### WHAT YOU ARE ASKED TO DO
Your task is to find every line in the records that holds the string "order" and copy it.

(Saved data entries)

//! Circuit fixtures: floors, wire layouts, seeded random networks and a hook
//! that records every power transition it is asked about.

use anyhow::{bail, Result};
use rand::rngs::StdRng;
use rand::{Rng, SeedableRng};
use redwire_core::{Direction, Position};
use redwire_world::{BlockKind, BlockState, RedstoneChangeHook, RedstoneEngine, VoxelGrid};
use serde::Serialize;
use std::cell::RefCell;
use std::collections::{HashMap, HashSet};
use std::rc::Rc;

/// Height of the stone floor built by [`flat_world`].
pub const FLOOR_Y: i32 = 0;

/// Fresh unpowered wire.
pub fn wire() -> BlockState {
    BlockState::new(BlockKind::RedstoneWire)
}

/// A world with a stone floor at [`FLOOR_Y`] covering `-extent..=extent` on
/// both horizontal axes.
pub fn flat_world(extent: i32) -> VoxelGrid {
    let mut grid = VoxelGrid::new();
    grid.load_area(
        Position::new(-extent, FLOOR_Y, -extent),
        Position::new(extent, FLOOR_Y, extent),
    );
    let stone = BlockState::new(BlockKind::Stone);
    for x in -extent..=extent {
        for z in -extent..=extent {
            grid.put(Position::new(x, FLOOR_Y, z), stone);
        }
    }
    grid
}

/// Place `state` at every position in order through the engine.
pub fn place_all(
    engine: &mut RedstoneEngine,
    grid: &mut VoxelGrid,
    positions: &[Position],
    state: BlockState,
) -> Result<()> {
    for &pos in positions {
        if !engine.place_block(grid, pos, state)? {
            bail!("{} refused at {}", state.kind(), pos);
        }
    }
    Ok(())
}

/// Lay `len` wires starting at `start` and walking towards `direction`.
pub fn wire_line(
    engine: &mut RedstoneEngine,
    grid: &mut VoxelGrid,
    start: Position,
    direction: Direction,
    len: usize,
) -> Result<Vec<Position>> {
    let positions: Vec<Position> = (0..len as i32)
        .map(|step| start.relative_by(direction, step))
        .collect();
    place_all(engine, grid, &positions, wire())?;
    Ok(positions)
}

/// Perimeter of the square with corner `corner` and `side` cells per edge,
/// walked clockwise when seen from above. Yields `4 * (side - 1)` cells.
pub fn square_ring(corner: Position, side: i32) -> Vec<Position> {
    if side < 2 {
        return vec![corner];
    }
    let mut cells = Vec::with_capacity(4 * (side as usize - 1));
    let mut pos = corner;
    for direction in [Direction::East, Direction::South, Direction::West, Direction::North] {
        for _ in 0..side - 1 {
            cells.push(pos);
            pos = pos.relative(direction);
        }
    }
    cells
}

/// Power stored in each wire, 0 for anything else.
pub fn wire_powers(grid: &VoxelGrid, positions: &[Position]) -> Vec<u8> {
    positions
        .iter()
        .map(|&pos| grid.power_at(pos).unwrap_or(0))
        .collect()
}

/// A wire network generated from a seed.
///
/// Cells are listed in placement order: raised stone first, then wires, then
/// redstone blocks.
#[derive(Debug, Clone, PartialEq, Eq)]
pub struct RandomNetwork {
    /// Seed the layout came from.
    pub seed: u64,
    /// Cells to place.
    pub cells: Vec<(Position, BlockState)>,
}

impl RandomNetwork {
    /// Scatter wires over the floor within `-extent..=extent`.
    ///
    /// About `wire_density` of the floor gets a wire; some of them sit on a
    /// raised stone so climbing connections show up. `sources` redstone
    /// blocks replace random cells.
    pub fn generate(seed: u64, extent: i32, wire_density: f64, sources: usize) -> Self {
        let mut rng = StdRng::seed_from_u64(seed);
        let mut raised = Vec::new();
        let mut wires = Vec::new();
        for x in -extent..=extent {
            for z in -extent..=extent {
                if !rng.gen_bool(wire_density.clamp(0.0, 1.0)) {
                    continue;
                }
                if rng.gen_ratio(1, 8) {
                    raised.push((
                        Position::new(x, FLOOR_Y + 1, z),
                        BlockState::new(BlockKind::Stone),
                    ));
                    wires.push((Position::new(x, FLOOR_Y + 2, z), wire()));
                } else {
                    wires.push((Position::new(x, FLOOR_Y + 1, z), wire()));
                }
            }
        }

        let mut taken: HashSet<Position> = wires.iter().map(|(pos, _)| *pos).collect();
        let mut blocks = Vec::new();
        for _ in 0..sources {
            let pos = Position::new(
                rng.gen_range(-extent..=extent),
                FLOOR_Y + 1,
                rng.gen_range(-extent..=extent),
            );
            if raised.iter().any(|(raised_pos, _)| *raised_pos == pos) || !taken.insert(pos) {
                continue;
            }
            blocks.push((pos, BlockState::new(BlockKind::RedstoneBlock)));
        }

        let mut cells = raised;
        cells.extend(wires);
        cells.extend(blocks);
        Self { seed, cells }
    }

    /// Wire positions.
    pub fn wires(&self) -> Vec<Position> {
        self.cells
            .iter()
            .filter(|(_, state)| state.is(BlockKind::RedstoneWire))
            .map(|(pos, _)| *pos)
            .collect()
    }

    /// Place every cell through `engine`. Cells the engine refuses are
    /// skipped; returns how many were placed.
    pub fn build(&self, engine: &mut RedstoneEngine, grid: &mut VoxelGrid) -> Result<usize> {
        let mut placed = 0;
        for &(pos, state) in &self.cells {
            if engine.place_block(grid, pos, state)? {
                placed += 1;
            }
        }
        Ok(placed)
    }
}

/// One consultation of a [`RecordingHook`].
#[derive(Debug, Clone, Copy, PartialEq, Eq, Serialize)]
pub struct HookCall {
    /// Cell whose power was about to change.
    pub pos: Position,
    /// Power before.
    pub old: u8,
    /// Power the engine proposed.
    pub proposed: u8,
    /// Power the hook answered.
    pub authorized: u8,
}

/// Shared view of the calls a [`RecordingHook`] saw.
#[derive(Debug, Clone, Default)]
pub struct HookLog(Rc<RefCell<Vec<HookCall>>>);

impl HookLog {
    /// Every call so far.
    pub fn calls(&self) -> Vec<HookCall> {
        self.0.borrow().clone()
    }

    /// Calls about `pos`.
    pub fn calls_at(&self, pos: Position) -> Vec<HookCall> {
        self.0
            .borrow()
            .iter()
            .filter(|call| call.pos == pos)
            .copied()
            .collect()
    }

    /// Number of calls.
    pub fn len(&self) -> usize {
        self.0.borrow().len()
    }

    /// Whether no call was recorded.
    pub fn is_empty(&self) -> bool {
        self.0.borrow().is_empty()
    }

    /// Forget recorded calls.
    pub fn clear(&self) {
        self.0.borrow_mut().clear();
    }
}

/// Change hook that records every call and can pin or freeze cells.
#[derive(Debug, Default)]
pub struct RecordingHook {
    log: HookLog,
    pinned: HashMap<Position, u8>,
    frozen: HashSet<Position>,
}

impl RecordingHook {
    /// Hook that accepts everything.
    pub fn new() -> Self {
        Self::default()
    }

    /// Always answer `power` for `pos`.
    pub fn pin(mut self, pos: Position, power: u8) -> Self {
        self.pinned.insert(pos, power);
        self
    }

    /// Refuse every change at `pos`.
    pub fn freeze(mut self, pos: Position) -> Self {
        self.frozen.insert(pos);
        self
    }

    /// Handle on the call log that stays valid after the hook moves into an
    /// engine.
    pub fn log(&self) -> HookLog {
        self.log.clone()
    }
}

impl RedstoneChangeHook for RecordingHook {
    fn on_redstone_change(&mut self, pos: Position, old: u8, proposed: u8) -> u8 {
        let authorized = if self.frozen.contains(&pos) {
            old
        } else {
            self.pinned.get(&pos).copied().unwrap_or(proposed)
        };
        self.log.0.borrow_mut().push(HookCall {
            pos,
            old,
            proposed,
            authorized,
        });
        authorized
    }
}

#[cfg(test)]
mod tests {
    use super::*;

    #[test]
    fn square_ring_has_expected_cells() {
        let ring = square_ring(Position::new(0, 1, 0), 6);
        assert_eq!(ring.len(), 20);
        let unique: HashSet<Position> = ring.iter().copied().collect();
        assert_eq!(unique.len(), 20);
        assert_eq!(ring[0], Position::new(0, 1, 0));
        assert_eq!(ring[5], Position::new(5, 1, 0));
        // Last cell sits next to the first one.
        assert_eq!(ring[19].chebyshev_distance(ring[0]), 1);
    }

    #[test]
    fn random_network_is_deterministic() {
        let a = RandomNetwork::generate(42, 5, 0.5, 3);
        let b = RandomNetwork::generate(42, 5, 0.5, 3);
        assert_eq!(a, b);
        assert!(!a.wires().is_empty());
    }

    #[test]
    fn recording_hook_pins_and_freezes() {
        let pinned = Position::new(1, 0, 0);
        let frozen = Position::new(2, 0, 0);
        let mut hook = RecordingHook::new().pin(pinned, 3).freeze(frozen);
        let log = hook.log();
        assert_eq!(hook.on_redstone_change(pinned, 0, 14), 3);
        assert_eq!(hook.on_redstone_change(frozen, 5, 14), 5);
        assert_eq!(hook.on_redstone_change(Position::ORIGIN, 0, 9), 9);
        assert_eq!(log.len(), 3);
        assert_eq!(log.calls_at(pinned)[0].authorized, 3);
    }

    #[test]
    fn wire_line_powers_down_from_block() {
        let mut grid = flat_world(16);
        let mut engine = RedstoneEngine::default();
        place_all(
            &mut engine,
            &mut grid,
            &[Position::new(0, 1, 0)],
            BlockState::new(BlockKind::RedstoneBlock),
        )
        .expect("block placed");
        let line = wire_line(&mut engine, &mut grid, Position::new(1, 1, 0), Direction::East, 3)
            .expect("line placed");
        assert_eq!(wire_powers(&grid, &line), vec![14, 13, 12]);
    }
}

### TASK OUTPUT
/// Place `state` at every position in order through the engine.
/// Cells are listed in placement order: raised stone first, then wires, then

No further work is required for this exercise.